Что же это за планы, если их раскрывают молодым солдатам, только что одевшим гимнастерки? Справедливости ради следует заметить, что слово «Плоешти» никем не произносилось. Узнав о готовящемся ударе по Румынии, мы были готовы к тому, чтобы после Бессарабии идти дальше, а до каких пор — нам все равно: куда прикажут. Почему так? А потому, что фашизм еще со времени боев в Испании так всем осточертел, что мы, не начавшие толком служить, рвались в бой против Германии.

И еще из письма Нине от 16 декабря: «Вечером было общее собрание трех батальонов — есть кое-что новое в сообщении комиссара — писать не буду…» Все же «конспирацию» приходилось соблюдать. Не написал об этом в письме — таки не знаю, что имел в виду комиссар полка, но готовили нас к схватке основательно с первого дня службы, чтобы «мозги не закисали!»

О собраниях говорилось и в письме от 25 декабря: «Сейчас пришел с комсомольского собрания — оно шло больше пяти часов…» Сейчас трудно предположить, о чем можно было столько времени говорить, если к тому же учесть сказанное мной ранее в письме от 16 декабря: «У нас отменили все комсомольские собрания вплоть до особого распоряжения, вставать на учет не надо, и личные дела оставить у себя — выводы из этого можешь сделать сама…»

Как видно, решения менялись непрерывно из-за обстановки на севере, осложнявшейся с каждым днем. И еще о «конспирации». В письме от 22 декабря нашли свое место следующие перлы: «Я очень и очень рад, что Юрка так дружит с Тасей Игнатьевой (речь идет о наш их одноклассниках. — Д. Л), только Юрку надо держать в ежовых рукавицах образца 1938 года или в рукавицах „Берия“ образца 1939 года…» Когда после войны, возвратившись домой, увидел у Нины эти ужасные строчки, давно позабытые, нам обоим стало и смешно, и страшно задним числом: как смог такое написать? По-видимому, спасло то, что в Чернигове я никогда не отправлял письма через штаб полка, а лазал через забор и опускал в городской почтовый ящик, висевший на вокзале, — так они быстрее доходили до Ленинграда. Добавить тут нечего, но Берия меня прозевал…

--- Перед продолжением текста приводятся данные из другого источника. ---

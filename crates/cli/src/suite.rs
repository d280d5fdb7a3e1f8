// SPDX-License-Identifier: MIT
// Copyright (c) 2026 Alfred Jean LLC

//! Test definition loading.
//!
//! A test definition document is a JSON object mapping each command to the
//! output expected from the shell under test, or to `null` when the expected
//! output should come from the reference interpreter. Object order is run
//! order.

use serde_json::{Map, Value};
use std::path::Path;
use thiserror::Error;

/// Errors loading a test definition document
#[derive(Debug, Error)]
pub enum SuiteError {
    #[error("could not find {0}")]
    NotFound(String),

    #[error("failed to read {path}: {source}")]
    Io {
        path: String,
        #[source]
        source: std::io::Error,
    },

    #[error("failed to parse {path}: {source}")]
    Json {
        path: String,
        #[source]
        source: serde_json::Error,
    },

    #[error("test definitions must be a JSON object, found {0}")]
    NotAnObject(&'static str),

    #[error("expected output for {command:?} must be a string or null, found {found}")]
    InvalidExpected {
        command: String,
        found: &'static str,
    },
}

/// One test case, borrowed from its suite
#[derive(Clone, Copy, Debug, PartialEq, Eq)]
pub struct TestCase<'a> {
    /// Command text, exactly as sent to the shell under test
    pub command: &'a str,

    /// Literal expected output; `None` means ask the reference interpreter
    pub expected_override: Option<&'a str>,
}

impl TestCase<'_> {
    /// Whether this is the empty command
    pub fn is_empty_command(&self) -> bool {
        self.command.is_empty()
    }
}

/// Ordered, keyed collection of test cases
#[derive(Clone, Debug, Default, PartialEq, Eq)]
pub struct TestSuite {
    cases: Vec<(String, Option<String>)>,
}

impl TestSuite {
    /// Create an empty suite
    pub fn new() -> Self {
        Self::default()
    }

    /// Load a suite from a JSON file.
    pub fn load(path: &Path) -> Result<Self, SuiteError> {
        let content = match std::fs::read_to_string(path) {
            Ok(content) => content,
            Err(e) if e.kind() == std::io::ErrorKind::NotFound => {
                return Err(SuiteError::NotFound(path.display().to_string()));
            }
            Err(source) => {
                return Err(SuiteError::Io {
                    path: path.display().to_string(),
                    source,
                })
            }
        };

        let value: Value = serde_json::from_str(&content).map_err(|source| SuiteError::Json {
            path: path.display().to_string(),
            source,
        })?;
        Self::from_value(value)
    }

    /// Build a suite from a parsed JSON document.
    pub fn from_value(value: Value) -> Result<Self, SuiteError> {
        match value {
            Value::Object(map) => Self::from_map(map),
            other => Err(SuiteError::NotAnObject(json_kind(&other))),
        }
    }

    fn from_map(map: Map<String, Value>) -> Result<Self, SuiteError> {
        let mut suite = Self::new();
        for (command, expected) in map {
            let expected = match expected {
                Value::Null => None,
                Value::String(s) => Some(s),
                other => {
                    return Err(SuiteError::InvalidExpected {
                        command,
                        found: json_kind(&other),
                    })
                }
            };
            suite.insert(command, expected);
        }
        Ok(suite)
    }

    /// Insert a case. An existing command keeps its position and takes the new value.
    pub fn insert(&mut self, command: impl Into<String>, expected: Option<String>) {
        let command = command.into();
        match self.cases.iter_mut().find(|(c, _)| *c == command) {
            Some(entry) => entry.1 = expected,
            None => self.cases.push((command, expected)),
        }
    }

    /// Cases in run order
    pub fn iter(&self) -> impl Iterator<Item = TestCase<'_>> {
        self.cases.iter().map(|(command, expected)| TestCase {
            command,
            expected_override: expected.as_deref(),
        })
    }

    /// Number of cases
    pub fn len(&self) -> usize {
        self.cases.len()
    }

    /// Whether the suite has no cases
    pub fn is_empty(&self) -> bool {
        self.cases.is_empty()
    }
}

fn json_kind(value: &Value) -> &'static str {
    match value {
        Value::Null => "null",
        Value::Bool(_) => "a boolean",
        Value::Number(_) => "a number",
        Value::String(_) => "a string",
        Value::Array(_) => "an array",
        Value::Object(_) => "an object",
    }
}

#[cfg(test)]
#[path = "suite_tests.rs"]
mod tests;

Занятия в полку шли своим чередом, а я между делом укреплял здоровье: утром, после обязательной зарядки, всегда обтирался до пояса снегом в любой мороз, а на марше с охотой ел чистый снег вместо воды, когда хотелось пить. Увы, все это скоро мне пригодится.

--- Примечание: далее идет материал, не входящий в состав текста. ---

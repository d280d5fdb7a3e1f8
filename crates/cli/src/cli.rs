// SPDX-License-Identifier: MIT
// Copyright (c) 2026 Alfred Jean LLC

//! CLI argument parsing.

use std::path::PathBuf;

use clap::Parser;

use crate::config::{ConfigError, ConfigFile, HarnessConfig};
use crate::style::ColorChoice;

/// Shell conformance harness
#[derive(Parser, Debug, Clone)]
#[command(
    name = "shellconform",
    version,
    about = "Compare a shell under test against a reference shell"
)]
pub struct Cli {
    /// TOML file with harness settings
    #[arg(long, env = "SHELLCONFORM_CONFIG", value_name = "PATH")]
    pub config: Option<PathBuf>,

    /// Path of the shell under test (default: ./alsh)
    #[arg(long, env = "SHELLCONFORM_SHELL", value_name = "PATH")]
    pub shell: Option<PathBuf>,

    /// Test definition document (default: tests.json)
    #[arg(long, env = "SHELLCONFORM_TESTS", value_name = "PATH")]
    pub tests: Option<PathBuf>,

    /// Reference interpreter, run as `<reference> -c <command>` (default: sh)
    #[arg(long, env = "SHELLCONFORM_REFERENCE", value_name = "PROGRAM")]
    pub reference: Option<String>,

    /// Command used to compile the shell when its binary is missing (default: make).
    ///
    /// Split on whitespace; use the config file's `build` array for arguments
    /// containing spaces.
    #[arg(long, value_name = "COMMAND")]
    pub build: Option<String>,

    /// Fail instead of compiling when the shell binary is missing
    #[arg(long)]
    pub no_build: bool,

    /// Declaration keyword of the shell under test (default: let)
    #[arg(long, value_name = "WORD")]
    pub keyword: Option<String>,

    /// When to color output
    #[arg(long, value_enum)]
    pub color: Option<ColorChoice>,

    /// Write one JSON line per case to this file
    #[arg(long, value_name = "PATH")]
    pub record: Option<PathBuf>,

    /// Print a unified diff of expected and actual output for failed cases
    #[arg(long)]
    pub diff: bool,

    /// Increase log verbosity (-v info, -vv debug, -vvv trace)
    #[arg(short, long, action = clap::ArgAction::Count)]
    pub verbose: u8,
}

impl Cli {
    /// Resolve defaults, the optional config file, and these flags into one config.
    pub fn resolve_config(&self) -> Result<HarnessConfig, ConfigError> {
        let mut config = HarnessConfig::default();

        if let Some(ref path) = self.config {
            config.apply_file(ConfigFile::load(path)?);
        }

        if let Some(ref shell) = self.shell {
            config.shell = shell.clone();
        }
        if let Some(ref tests) = self.tests {
            config.tests = tests.clone();
        }
        if let Some(ref reference) = self.reference {
            config.reference = reference.clone();
        }
        if let Some(ref build) = self.build {
            config.build = build.split_whitespace().map(str::to_string).collect();
        }
        if self.no_build {
            config.auto_build = false;
        }
        if let Some(ref keyword) = self.keyword {
            config.keyword = keyword.clone();
        }
        if let Some(color) = self.color {
            config.color = color;
        }
        if self.record.is_some() {
            config.record = self.record.clone();
        }
        if self.diff {
            config.diff = true;
        }

        config.validate()?;
        Ok(config)
    }
}

#[cfg(test)]
#[path = "cli_tests.rs"]
mod tests;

В середине декабря приняли военную присягу, а 24 декабря полк участвовал в выборах в Верховный Совет СССР, причем мое участие являлось незаконным, как и служба в армии весь этот месяц, поскольку мне еще не исполнилось заветных 18 лет!

Все же в интересное время мы жили тогда: фамилия кандидата в депутаты никого из нас не интересовала, и мы всецело доверялись тем структурам, которые его выдвигали. <…> Конечно, мы тогда не задумывались о том, что депутаты — каждый в отдельности и все вместе — были ничего не значащими в политике фигурами: за них все решала партия, а они своим существованием помогали делать вид, что в стране есть выборная советская власть, которая якобы и решает важнейшие вопросы. Мы не скоро это поймем, и то не все, и не в одночасье.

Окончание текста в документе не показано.